La basura puesta por debajo de la alfombra no desaparece; ahí está, y de algún modo va a retornar.

 La salud mental de una población no es el silencio: ¡es la posibilidad de hablar de los problemas, de no taparlos con psicofármacos –ni con “guaro”–, de ventilarlos! No hablar del aborto, por ejemplo, pero practicarlo, no es precisamente lo más sano que pueda haber.

 Si ya entramos de lleno en el clima electoral, pues hablemos de política y de los políticos. 

Hablemos de nuestros problemas –que por cierto son muchos y complejos– sin tabúes, sin prejuicios. Perdámosle el miedo a esto de “estar locos”. Tenemos muchos problemas, sin dudas, y de eso hay que hablar. ¿Qué nos merecemos políticamente? 

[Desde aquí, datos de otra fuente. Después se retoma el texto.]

use std::path::PathBuf;

use anyhow::Result;
use clap::{Parser, Subcommand};
use pingwatch::config::MonitorConfig;
use pingwatch::storage::{open_pool, ResultStore, SqliteStore, DEFAULT_RECENT_LIMIT};

#[derive(Parser)]
#[command(
    name = "pingwatch",
    about = "Scheduled HTTP uptime and latency probe with live result streaming",
    version,
    long_about = None
)]
struct Cli {
    /// Path to a TOML config file
    #[arg(long, global = true, env = "PINGWATCH_CONFIG")]
    config: Option<PathBuf>,

    /// SQLite database path (overrides config)
    #[arg(long, global = true)]
    db: Option<String>,

    #[command(subcommand)]
    command: Commands,
}

#[derive(Subcommand)]
enum Commands {
    /// Start the daemon (API server + observer socket + scheduler)
    Serve {
        /// Bind address
        #[arg(long)]
        bind: Option<String>,

        /// Seconds between scheduled probes
        #[arg(long)]
        interval_secs: Option<u64>,

        /// Probe target URL
        #[arg(long)]
        target: Option<String>,
    },

    /// Run one probe cycle now and print the stored result
    Probe {
        /// Probe target URL
        #[arg(long)]
        target: Option<String>,

        /// Probe timeout in seconds
        #[arg(long)]
        timeout_secs: Option<u64>,
    },

    /// Show recent probe results, newest first
    History {
        /// Maximum number of results
        #[arg(long, default_value = "100")]
        limit: usize,

        /// JSON output for machine parsing
        #[arg(long)]
        json: bool,
    },

    /// Summarize the last 100 results
    Stats,
}

fn init_tracing(config: &MonitorConfig) {
    let filter = tracing_subscriber::EnvFilter::try_from_default_env()
        .unwrap_or_else(|_| tracing_subscriber::EnvFilter::new(&config.logging.level));

    if config.logging.json {
        tracing_subscriber::fmt()
            .with_env_filter(filter)
            .with_writer(std::io::stderr)
            .json()
            .init();
    } else {
        tracing_subscriber::fmt()
            .with_env_filter(filter)
            .with_writer(std::io::stderr)
            .init();
    }
}

#[tokio::main]
async fn main() -> Result<()> {
    let cli = Cli::parse();

    let mut config = match &cli.config {
        Some(path) => MonitorConfig::load(path)?,
        None => MonitorConfig::load_or_default(),
    };
    if let Some(db) = cli.db {
        config.storage.db_path = db;
    }

    init_tracing(&config);

    match cli.command {
        Commands::Serve {
            bind,
            interval_secs,
            target,
        } => {
            if let Some(bind) = bind {
                config.server.bind = bind;
            }
            if let Some(secs) = interval_secs {
                config.schedule.interval_secs = secs;
            }
            if let Some(target) = target {
                config.probe.target_url = target;
            }
            tracing::info!(bind = %config.server.bind, "Starting pingwatch daemon");
            pingwatch::serve(config).await?;
        }
        Commands::Probe {
            target,
            timeout_secs,
        } => {
            if let Some(target) = target {
                config.probe.target_url = target;
            }
            if let Some(secs) = timeout_secs {
                config.probe.timeout_secs = secs;
            }
            config.validate()?;

            let pool = open_pool(&config.storage.db_path)?;
            let monitor = pingwatch::build_monitor(&config, pool)?;
            match monitor.run_once().await {
                Some(record) => println!("{}", serde_json::to_string_pretty(&record)?),
                None => anyhow::bail!("probe result could not be stored"),
            }
        }
        Commands::History { limit, json } => {
            let store = SqliteStore::new(open_pool(&config.storage.db_path)?);
            let results = store.recent(limit).await?;

            if json {
                println!("{}", serde_json::to_string_pretty(&results)?);
            } else if results.is_empty() {
                println!("No probe results yet.");
            } else {
                println!("{:<8} | {:<32} | {:<6} | Time (ms)", "ID", "Timestamp", "Status");
                println!("{:-<8}-|-{:-<32}-|-{:-<6}-|-{:-<9}", "", "", "", "");
                for r in results {
                    println!(
                        "{:<8} | {:<32} | {:<6} | {}",
                        r.id,
                        r.timestamp.to_rfc3339(),
                        r.status_code,
                        r.response_time
                    );
                }
            }
        }
        Commands::Stats => {
            let store = SqliteStore::new(open_pool(&config.storage.db_path)?);
            let results = store.recent(DEFAULT_RECENT_LIMIT).await?;
            let stats = pingwatch::analysis::stats::MonitorStats::from_results(&results);

            println!("\n=== pingwatch Summary (last {} results) ===", stats.total_requests);
            println!("Success rate:  {:.1}%", stats.success_rate);
            println!("Avg response:  {}ms", stats.avg_response_time);
            println!("Failed:        {}", stats.failed_requests);
            match stats.last_ping_time {
                Some(t) => println!("Last ping:     {}", t.to_rfc3339()),
                None => println!("Last ping:     N/A"),
            }
            println!();
        }
    }

    Ok(())
}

¿Peleas e insultos en el Congreso? ¿Malversación de fondos y pagos ocultos en las Alcaldías?

 La política no puede ser sólo eso. ¡No lo es!, definitivamente. 

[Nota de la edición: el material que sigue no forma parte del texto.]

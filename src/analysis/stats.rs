use chrono::{DateTime, Utc};
use serde::{Deserialize, Serialize};

use crate::storage::ProbeResult;

/// Dashboard summary over a window of results (newest first).
#[derive(Debug, Clone, PartialEq, Serialize, Deserialize)]
#[serde(rename_all = "camelCase")]
pub struct MonitorStats {
    pub total_requests: usize,
    /// Percentage of results with status 200.
    pub success_rate: f64,
    /// Rounded mean response time in milliseconds.
    pub avg_response_time: u64,
    pub failed_requests: usize,
    pub last_ping_time: Option<DateTime<Utc>>,
}

impl MonitorStats {
    pub fn from_results(results: &[ProbeResult]) -> Self {
        if results.is_empty() {
            return Self {
                total_requests: 0,
                success_rate: 0.0,
                avg_response_time: 0,
                failed_requests: 0,
                last_ping_time: None,
            };
        }

        let total = results.len();
        let successes = results.iter().filter(|r| r.is_success()).count();
        let total_ms: u128 = results.iter().map(|r| u128::from(r.response_time)).sum();
        let avg = (total_ms as f64 / total as f64).round() as u64;

        Self {
            total_requests: total,
            success_rate: successes as f64 / total as f64 * 100.0,
            avg_response_time: avg,
            failed_requests: total - successes,
            last_ping_time: results.iter().map(|r| r.timestamp).max(),
        }
    }
}
//! Probe cycle driver: one cycle on demand, or periodically via [`engine`].
//!
//! A cycle is generate -> probe -> append -> broadcast. Cycles never overlap:
//! a single-slot lock serializes the periodic timer and manual triggers.
//! [`Monitor::run_once`] waits for the slot, [`Monitor::try_run_once`] does not.
//!
//! Probe failures are persisted as records with status `0` and an
//! `{"error": ...}` body, then broadcast like any other result. Only a storage
//! failure yields "no result".

pub mod engine;

pub use self::engine::SchedulerHandle;

use std::sync::Arc;
use std::time::Duration;

use thiserror::Error;
use tokio::sync::Mutex;
use tokio::time::Instant;
use tracing::{error, info, warn};

use crate::broadcast::ObserverRegistry;
use crate::probes::{PayloadGenerator, Probe, ProbeOutcome};
use crate::storage::{NewProbeResult, ProbeResult, ResultStore, StorageError};

#[derive(Debug, Error)]
pub enum MonitorError {
    #[error("failed to store probe result: {0}")]
    Storage(#[from] StorageError),

    #[error("failed to serialize probe payload: {0}")]
    Payload(#[from] serde_json::Error),

    #[error("a probe cycle is already running")]
    Busy,
}

/// Owns the probe pipeline and its collaborators.
#[derive(Clone)]
pub struct Monitor {
    inner: Arc<Inner>,
}

struct Inner {
    payloads: PayloadGenerator,
    probe: Arc<dyn Probe>,
    store: Arc<dyn ResultStore>,
    observers: ObserverRegistry,
    cycle_slot: Mutex<()>,
}

impl Monitor {
    pub fn new(
        payloads: PayloadGenerator,
        probe: Arc<dyn Probe>,
        store: Arc<dyn ResultStore>,
        observers: ObserverRegistry,
    ) -> Self {
        Self {
            inner: Arc::new(Inner {
                payloads,
                probe,
                store,
                observers,
                cycle_slot: Mutex::new(()),
            }),
        }
    }

    pub fn observers(&self) -> &ObserverRegistry {
        &self.inner.observers
    }

    /// History read-back, newest first.
    pub async fn recent(&self, limit: usize) -> Result<Vec<ProbeResult>, StorageError> {
        self.inner.store.recent(limit).await
    }

    /// Run one cycle, waiting for any in-flight cycle to finish first.
    /// `None` means the result could not be stored.
    pub async fn run_once(&self) -> Option<ProbeResult> {
        let _slot = self.inner.cycle_slot.lock().await;
        match self.cycle().await {
            Ok(record) => Some(record),
            Err(e) => {
                error!("Probe cycle aborted: {}", e);
                None
            }
        }
    }

    /// Run one cycle unless another is in flight.
    pub async fn try_run_once(&self) -> Result<ProbeResult, MonitorError> {
        let _slot = self
            .inner
            .cycle_slot
            .try_lock()
            .map_err(|_| MonitorError::Busy)?;
        self.cycle().await
    }

    /// Fire [`Monitor::run_once`] every `every` until the handle is shut down
    /// or dropped.
    pub fn start(&self, every: Duration) -> SchedulerHandle {
        engine::spawn(self.clone(), every)
    }

    async fn cycle(&self) -> Result<ProbeResult, MonitorError> {
        let payload = self.inner.payloads.generate();
        let request_payload = serde_json::to_string(&payload)?;

        let dispatched = Instant::now();
        let outcome = self.inner.probe.execute(&payload).await;
        let response_time = u64::try_from(dispatched.elapsed().as_millis()).unwrap_or(u64::MAX);

        if let ProbeOutcome::Failed { error, .. } = &outcome {
            warn!(response_time_ms = response_time, "Probe failed: {}", error);
        }

        let stored = self
            .inner
            .store
            .append(NewProbeResult {
                request_payload,
                response_data: outcome.response_data(),
                status_code: outcome.status_code(),
                response_time,
            })
            .await?;

        let observers = self.inner.observers.broadcast(&stored);
        info!(
            id = stored.id,
            status = stored.status_code,
            response_time_ms = stored.response_time,
            observers,
            "Probe cycle complete"
        );

        Ok(stored)
    }
}

impl std::fmt::Debug for Monitor {
    fn fmt(&self, f: &mut std::fmt::Formatter<'_>) -> std::fmt::Result {
        f.debug_struct("Monitor")
            .field("observers", &self.inner.observers)
            .finish_non_exhaustive()
    }
}
//! Wall-clock source shared by payload generation and the result store.

use chrono::{DateTime, Utc};

/// Source of wall-clock time.
pub trait Clock: Send + Sync {
    fn now(&self) -> DateTime<Utc>;
}

/// The real clock.
#[derive(Debug, Default, Clone, Copy)]
pub struct SystemClock;

impl Clock for SystemClock {
    fn now(&self) -> DateTime<Utc> {
        Utc::now()
    }
}

/// A clock stuck at one instant.
#[derive(Debug, Clone, Copy)]
pub struct FixedClock(pub DateTime<Utc>);

impl Clock for FixedClock {
    fn now(&self) -> DateTime<Utc> {
        self.0
    }
}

El campo de la llamada “enfermedad mental” es, sin lugar a dudas, el ámbito más cuestionable y prejuiciado de todo el ámbito de la salud. 

“Yo no estoy loco” es la respuesta casi automática que aparece ante la “amenaza” de consultar a un profesional de la salud mental. Aterra al sacrosanto supuesto de autosuficiencia y dominio de sí mismo que todos tenemos, la posibilidad de sentir que uno “no es dueño en su propia casa”, como diría Freud. 

Es por eso que, en un intento de aportar algo a los problemas nacionales, desde la Ciencia Psicológica podemos plantearnos algo de todo esto viendo que las “locuras” de los políticos son una expresión sintomática de un modelo social que definitivamente no está sirviendo a las grandes mayorías, pues no genera ni paz ni desarrollo. 

En conclusión: quizá los políticos profesionales, esos que ya se nos hizo común ver rodeados de guardaespaldas y con buenas prendas costosas, no están “locos” precisamente sino que expresan una anomalía social más profunda. 

En ese sentido, la falta de proyecto que pareciera haber, la deshonestidad y la parodia son, en definitiva, lo que el sistema imperante nos ofrece. 

¿Eso merecemos? Hay que hablar muy en serio de eso, más aún en el Día de la Salud Mental.